The Gismeteo portal breaks down geomagnetic activity as follows:
0-4 points – minor disturbances
5 points – weak storm
6 points – moderate storm
7 points – strong storm
8 points – storm
9 points – extreme storm
Note that on August 17, a 5-point geomagnetic situation is predicted in Krasnoyarsk, which means weak geomagnetic disturbances.
Impact of magnetic storms on humans
Magnetic storms are especially dangerous for people with heart disease who suffer from arterial hypertension. Scientists believe that during this phenomenon, a person’s capillary blood flow slows down, causing oxygen starvation in tissues. Poor health – headaches, insomnia are associated with this. Most heart attacks, strokes and hypertensive exacerbations also occur during magnetic storms.
But despite the level of physical health, magnetic storms indirectly affect more than 50% of the world’s population.
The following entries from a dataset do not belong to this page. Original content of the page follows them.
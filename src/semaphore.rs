// Dotlanth
// Copyright (C) 2025 Synerthink

// This program is free software: you can redistribute it and/or modify
// it under the terms of the GNU Affero General Public License as published by
// the Free Software Foundation, either version 3 of the License, or
// (at your option) any later version.

// This program is distributed in the hope that it will be useful,
// but WITHOUT ANY WARRANTY; without even the implied warranty of
// MERCHANTABILITY or FITNESS FOR A PARTICULAR PURPOSE.  See the
// GNU Affero General Public License for more details.

// You should have received a copy of the GNU Affero General Public License
// along with this program.  If not, see <http://www.gnu.org/licenses/>.

//! Weighted semaphore with a selectable waiter-wakeup policy.
//!
//! Unlike a plain counting semaphore, a waiter may request more than one permit at
//! once, and `release` may hand permits to several queued waiters in a single call.
//! See `SPEC_FULL.md` §4.2.

use crate::cancellation::{CancellationToken, Cause};
use crate::error::{Error, ErrorKind, Result};
use crate::observability::Observability;
use parking_lot::{Condvar, Mutex};
use std::collections::VecDeque;
use std::sync::atomic::{AtomicU64, Ordering};
use std::sync::Arc;

/// Ordering policy used to pick which queued waiter(s) a `release` wakes next.
#[derive(Debug, Clone, Copy, PartialEq, Eq, Default)]
pub enum Fairness {
    /// Oldest enqueued waiter whose weight fits is served first.
    #[default]
    Fifo,
    /// Newest enqueued waiter whose weight fits is served first.
    Lifo,
    /// No ordering guarantee; implemented as FIFO for simplicity.
    Unordered,
}

/// [`WeightedSemaphore`] configuration.
#[derive(Clone)]
pub struct SemaphoreConfig {
    pub name: String,
    pub capacity: u64,
    pub fairness: Fairness,
    pub observability: Observability,
}

impl SemaphoreConfig {
    pub fn new(name: impl Into<String>, capacity: u64) -> Self {
        Self {
            name: name.into(),
            capacity,
            fairness: Fairness::default(),
            observability: Observability::default(),
        }
    }

    #[must_use]
    pub fn with_fairness(mut self, fairness: Fairness) -> Self {
        self.fairness = fairness;
        self
    }

    #[must_use]
    pub fn with_observability(mut self, observability: Observability) -> Self {
        self.observability = observability;
        self
    }
}

struct Waiter {
    id: u64,
    weight: u64,
    granted: bool,
    token: CancellationToken,
}

struct State {
    available: u64,
    queue: VecDeque<Arc<Mutex<Waiter>>>,
}

/// A counting semaphore where each acquire/release can move more than one permit at
/// once, and queued waiters are served per a configured [`Fairness`] policy.
pub struct WeightedSemaphore {
    name: String,
    capacity: u64,
    fairness: Fairness,
    observability: Observability,
    state: Mutex<State>,
    condvar: Condvar,
    next_id: AtomicU64,
}
// Dotlanth
// Copyright (C) 2025 Synerthink

// This program is free software: you can redistribute it and/or modify
// it under the terms of the GNU Affero General Public License as published by
// the Free Software Foundation, either version 3 of the License, or
// (at your option) any later version.

// This program is distributed in the hope that it will be useful,
// but WITHOUT ANY WARRANTY; without even the implied warranty of
// MERCHANTABILITY or FITNESS FOR A PARTICULAR PURPOSE.  See the
// GNU Affero General Public License for more details.

// You should have received a copy of the GNU Affero General Public License
// along with this program.  If not, see <http://www.gnu.org/licenses/>.

//! Rate limiting: a burst-tolerant [`TokenBucket`], a burst-smoothing [`LeakyBucket`],
//! and a [`MultiTierLimiter`] composite that routes requests through global, route,
//! and resource sub-limiters. See `SPEC_FULL.md` §4.3-§4.4, §4.7.

mod leaky_bucket;
mod multi_tier;
mod token_bucket;

pub use leaky_bucket::LeakyBucket;
pub use multi_tier::{MultiTierConfig, MultiTierLimiter, Request, RouteConfig};
pub use token_bucket::TokenBucket;

use crate::observability::Observability;
use std::time::Duration;

/// Shared configuration for [`TokenBucket`] and [`LeakyBucket`].
#[derive(Clone)]
pub struct RateLimiterConfig {
    pub name: String,
    /// Refill (token bucket) or leak (leaky bucket) rate, in units per second.
    pub rate: f64,
    /// Maximum bucket contents (token bucket) or queue depth (leaky bucket).
    pub burst: u64,
    /// Jitter applied to a computed wait: the actual wait is sampled uniformly from
    /// `[d, d * (1 + jitter_factor)]`, so jitter only ever extends a wait. `0.0`
    /// disables jitter.
    pub jitter_factor: f64,
    pub observability: Observability,
}

impl RateLimiterConfig {
    pub fn new(name: impl Into<String>, rate: f64, burst: u64) -> Self {
        Self {
            name: name.into(),
            rate,
            burst,
            jitter_factor: 0.1,
            observability: Observability::default(),
        }
    }

    #[must_use]
    pub fn with_jitter_factor(mut self, jitter_factor: f64) -> Self {
        self.jitter_factor = jitter_factor;
        self
    }

    #[must_use]
    pub fn with_observability(mut self, observability: Observability) -> Self {
        self.observability = observability;
        self
    }
}

/// Sample a jittered wait duration uniformly from `[d, d * (1 + jitter_factor)]`.
/// Jitter only ever extends a wait; a waiter is never woken before `d` has elapsed.
pub(crate) fn jittered(d: Duration, jitter_factor: f64) -> Duration {
    if jitter_factor <= 0.0 {
        return d;
    }
    let extra_fraction = rand::random::<f64>() * jitter_factor;
    d + d.mul_f64(extra_fraction)
}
For nearly a century, scientists have observed various patterns in human behavior during this natural phenomenon.
In the 1950s, German researchers Reinhold Reiter and Karl Werner analyzed at least 100,000 car accidents and concluded that most accidents occurred during periods of solar activity. In addition, a greater number of incidents happened on the second day after the solar flare, which, according to the time frame, falls on the peak of the magnetic storm, since solar energy fluxes reach the Earth for about two days.
In confirmation of this, Vladimir Desyatov, a member of the Methodological Council of the Forensic Investigation of the city of Tomsk, revealed a pattern that it is on the second day after a sunny day that the largest number of suicides are committed, exceeding this statistic on days with calm sun by 4 times.
It is worth noting that the effect of magnetic storms on a person in terms of his behavioral and mental characteristics during this natural phenomenon causes controversy in the scientific community. Due to the fact that “overloads” for the human brain during magnetic storms are incomparable to those that a person experiences in everyday life, for example, when flying on an airplane.